• **GIVEN RECORDS**
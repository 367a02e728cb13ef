//! Decision tree grown with randomized splits
//!
//! At every node one threshold per feature is drawn uniformly between the
//! node's minimum and maximum for that feature; the candidate with the lowest
//! weighted Gini impurity wins. Features that are constant at a node are
//! skipped. Growth stops at pure nodes, nodes below `min_samples_split`, or
//! `max_depth`.

use std::fmt::Write as _;

use rand::rngs::StdRng;
use rand::seq::SliceRandom;
use rand::{Rng, SeedableRng};
use serde::{Deserialize, Serialize};

use crate::domain::DomainError;

/// Hyperparameters for the randomized tree
#[derive(Debug, Clone, PartialEq, Serialize, Deserialize)]
pub struct RandomizedTreeParams {
    pub max_depth: Option<usize>,
    pub min_samples_split: usize,
    pub seed: u64,
}

impl Default for RandomizedTreeParams {
    fn default() -> Self {
        Self {
            max_depth: None,
            min_samples_split: 2,
            seed: 42,
        }
    }
}

#[derive(Debug, Clone, PartialEq, Serialize, Deserialize)]
enum Node {
    Leaf {
        class: u32,
        samples: usize,
    },
    Split {
        feature: usize,
        threshold: f64,
        left: usize,
        right: usize,
    },
}

/// Fitted randomized-split tree
#[derive(Debug, Clone, PartialEq, Serialize, Deserialize)]
pub struct RandomizedTree {
    nodes: Vec<Node>,
    n_features: usize,
    n_classes: usize,
    depth: usize,
}

struct Builder<'a> {
    x: &'a [Vec<f64>],
    y: &'a [u32],
    n_classes: usize,
    params: &'a RandomizedTreeParams,
    rng: StdRng,
    nodes: Vec<Node>,
    depth: usize,
}

fn class_counts(y: &[u32], indices: &[usize], n_classes: usize) -> Vec<usize> {
    let mut counts = vec![0usize; n_classes];
    for &i in indices {
        counts[y[i] as usize] += 1;
    }
    counts
}

fn gini(counts: &[usize], total: usize) -> f64 {
    if total == 0 {
        return 0.0;
    }
    let n = total as f64;
    1.0 - counts
        .iter()
        .map(|&c| {
            let p = c as f64 / n;
            p * p
        })
        .sum::<f64>()
}

/// Most frequent class; ties go to the lowest class id
fn majority(counts: &[usize]) -> u32 {
    let mut best = 0;
    for (class, &count) in counts.iter().enumerate() {
        if count > counts[best] {
            best = class;
        }
    }
    best as u32
}

impl Builder<'_> {
    fn push(&mut self, node: Node) -> usize {
        self.nodes.push(node);
        self.nodes.len() - 1
    }

    fn leaf(&mut self, counts: &[usize], samples: usize) -> usize {
        self.push(Node::Leaf {
            class: majority(counts),
            samples,
        })
    }

    fn grow(&mut self, indices: Vec<usize>, depth: usize) -> usize {
        self.depth = self.depth.max(depth);
        let counts = class_counts(self.y, &indices, self.n_classes);
        let pure = counts.iter().filter(|&&c| c > 0).count() <= 1;
        let depth_reached = self.params.max_depth.is_some_and(|max| depth >= max);

        if pure || depth_reached || indices.len() < self.params.min_samples_split {
            return self.leaf(&counts, indices.len());
        }

        let Some((feature, threshold)) = self.random_split(&indices) else {
            return self.leaf(&counts, indices.len());
        };

        let x = self.x;
        let (left, right): (Vec<usize>, Vec<usize>) = indices
            .into_iter()
            .partition(|&i| x[i][feature] <= threshold);

        let id = self.push(Node::Split {
            feature,
            threshold,
            left: 0,
            right: 0,
        });
        let left_id = self.grow(left, depth + 1);
        let right_id = self.grow(right, depth + 1);

        if let Node::Split { left, right, .. } = &mut self.nodes[id] {
            *left = left_id;
            *right = right_id;
        }

        id
    }

    fn random_split(&mut self, indices: &[usize]) -> Option<(usize, f64)> {
        let n_features = self.x[0].len();
        let mut features: Vec<usize> = (0..n_features).collect();
        features.shuffle(&mut self.rng);

        let mut best: Option<(usize, f64, f64)> = None;

        for feature in features {
            let (min, max) = indices.iter().fold((f64::INFINITY, f64::NEG_INFINITY), |(lo, hi), &i| {
                let v = self.x[i][feature];
                (lo.min(v), hi.max(v))
            });

            if max <= min {
                continue;
            }

            let threshold = self.rng.gen_range(min..max);

            let mut left = vec![0usize; self.n_classes];
            let mut right = vec![0usize; self.n_classes];
            let (mut n_left, mut n_right) = (0usize, 0usize);

            for &i in indices {
                if self.x[i][feature] <= threshold {
                    left[self.y[i] as usize] += 1;
                    n_left += 1;
                } else {
                    right[self.y[i] as usize] += 1;
                    n_right += 1;
                }
            }

            let total = indices.len() as f64;
            let impurity = (n_left as f64 / total) * gini(&left, n_left)
                + (n_right as f64 / total) * gini(&right, n_right);

            if best.is_none_or(|(_, _, b)| impurity < b) {
                best = Some((feature, threshold, impurity));
            }
        }

        best.map(|(feature, threshold, _)| (feature, threshold))
    }
}

impl RandomizedTree {
    /// Grow a tree on encoded labels `y` in `0..n_classes`
    pub fn fit(
        x: &[Vec<f64>],
        y: &[u32],
        n_classes: usize,
        params: &RandomizedTreeParams,
    ) -> Result<Self, DomainError> {
        if x.is_empty() || x.len() != y.len() {
            return Err(DomainError::model(format!(
                "Cannot fit tree on {} rows and {} labels",
                x.len(),
                y.len()
            )));
        }

        if y.iter().any(|&c| c as usize >= n_classes) {
            return Err(DomainError::model("Label id outside class range"));
        }

        let n_features = x[0].len();
        let mut builder = Builder {
            x,
            y,
            n_classes,
            params,
            rng: StdRng::seed_from_u64(params.seed),
            nodes: Vec::new(),
            depth: 0,
        };

        builder.grow((0..x.len()).collect(), 0);

        Ok(Self {
            nodes: builder.nodes,
            n_features,
            n_classes,
            depth: builder.depth,
        })
    }

    pub fn predict_one(&self, row: &[f64]) -> Result<u32, DomainError> {
        if row.len() != self.n_features {
            return Err(DomainError::model(format!(
                "Expected {} features, got {}",
                self.n_features,
                row.len()
            )));
        }

        let mut node = 0;
        loop {
            match &self.nodes[node] {
                Node::Leaf { class, .. } => return Ok(*class),
                Node::Split {
                    feature,
                    threshold,
                    left,
                    right,
                } => {
                    node = if row[*feature] <= *threshold { *left } else { *right };
                }
            }
        }
    }

    pub fn predict(&self, rows: &[Vec<f64>]) -> Result<Vec<u32>, DomainError> {
        rows.iter().map(|row| self.predict_one(row)).collect()
    }

    pub fn depth(&self) -> usize {
        self.depth
    }

    pub fn n_leaves(&self) -> usize {
        self.nodes
            .iter()
            .filter(|n| matches!(n, Node::Leaf { .. }))
            .count()
    }

    /// Render the decision rules as indented text
    pub fn export_rules(&self, feature_names: &[String], class_names: &[String]) -> String {
        let mut out = String::new();
        self.write_node(0, 0, feature_names, class_names, &mut out);
        out
    }

    fn write_node(
        &self,
        node: usize,
        depth: usize,
        feature_names: &[String],
        class_names: &[String],
        out: &mut String,
    ) {
        let indent = "|   ".repeat(depth);

        match &self.nodes[node] {
            Node::Leaf { class, samples } => {
                let name = class_names
                    .get(*class as usize)
                    .map(String::as_str)
                    .unwrap_or("?");
                let _ = writeln!(out, "{indent}|--- class: {name} (samples: {samples})");
            }
            Node::Split {
                feature,
                threshold,
                left,
                right,
            } => {
                let name = feature_names
                    .get(*feature)
                    .map(String::as_str)
                    .unwrap_or("?");
                let _ = writeln!(out, "{indent}|--- {name} <= {threshold:.2}");
                self.write_node(*left, depth + 1, feature_names, class_names, out);
                let _ = writeln!(out, "{indent}|--- {name} >  {threshold:.2}");
                self.write_node(*right, depth + 1, feature_names, class_names, out);
            }
        }
    }
}

#[cfg(test)]
mod tests {
    use super::*;

    fn separable() -> (Vec<Vec<f64>>, Vec<u32>) {
        let mut x = Vec::new();
        let mut y = Vec::new();
        for i in 0..20 {
            x.push(vec![i as f64, 1.0]);
            y.push(if i < 10 { 0 } else { 1 });
        }
        (x, y)
    }

    #[test]
    fn test_fits_training_data() {
        let (x, y) = separable();
        let tree = RandomizedTree::fit(&x, &y, 2, &RandomizedTreeParams::default()).unwrap();

        assert_eq!(tree.predict(&x).unwrap(), y);
        assert!(tree.n_leaves() >= 2);
    }

    #[test]
    fn test_same_seed_same_tree() {
        let (x, y) = separable();
        let params = RandomizedTreeParams::default();

        let a = RandomizedTree::fit(&x, &y, 2, &params).unwrap();
        let b = RandomizedTree::fit(&x, &y, 2, &params).unwrap();
        assert_eq!(a, b);
    }

    #[test]
    fn test_max_depth_zero_is_single_leaf() {
        let (x, y) = separable();
        let params = RandomizedTreeParams {
            max_depth: Some(0),
            ..Default::default()
        };
        let tree = RandomizedTree::fit(&x, &y, 2, &params).unwrap();

        assert_eq!(tree.n_leaves(), 1);
        assert_eq!(tree.depth(), 0);
    }

    #[test]
    fn test_constant_features_yield_leaf() {
        let x = vec![vec![1.0, 1.0]; 4];
        let y = vec![0, 1, 1, 1];
        let tree = RandomizedTree::fit(&x, &y, 2, &RandomizedTreeParams::default()).unwrap();

        assert_eq!(tree.n_leaves(), 1);
        assert_eq!(tree.predict_one(&[1.0, 1.0]).unwrap(), 1);
    }

    #[test]
    fn test_wrong_width_rejected() {
        let (x, y) = separable();
        let tree = RandomizedTree::fit(&x, &y, 2, &RandomizedTreeParams::default()).unwrap();
        assert!(tree.predict_one(&[1.0]).is_err());
    }

    #[test]
    fn test_export_rules() {
        let (x, y) = separable();
        let tree = RandomizedTree::fit(&x, &y, 2, &RandomizedTreeParams::default()).unwrap();
        let rules = tree.export_rules(
            &["N".to_string(), "P".to_string()],
            &["maize".to_string(), "rice".to_string()],
        );

        assert!(rules.starts_with("|--- N <="));
        assert!(rules.contains("class: maize"));
        assert!(rules.contains("class: rice"));
    }
}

• **ASSIGNMENT**
Return each line of the data where the word "labels" appears.

• **YOUR RESPONSE**
    /// Grow a tree on encoded labels `y` in `0..n_classes`
                "Cannot fit tree on {} rows and {} labels",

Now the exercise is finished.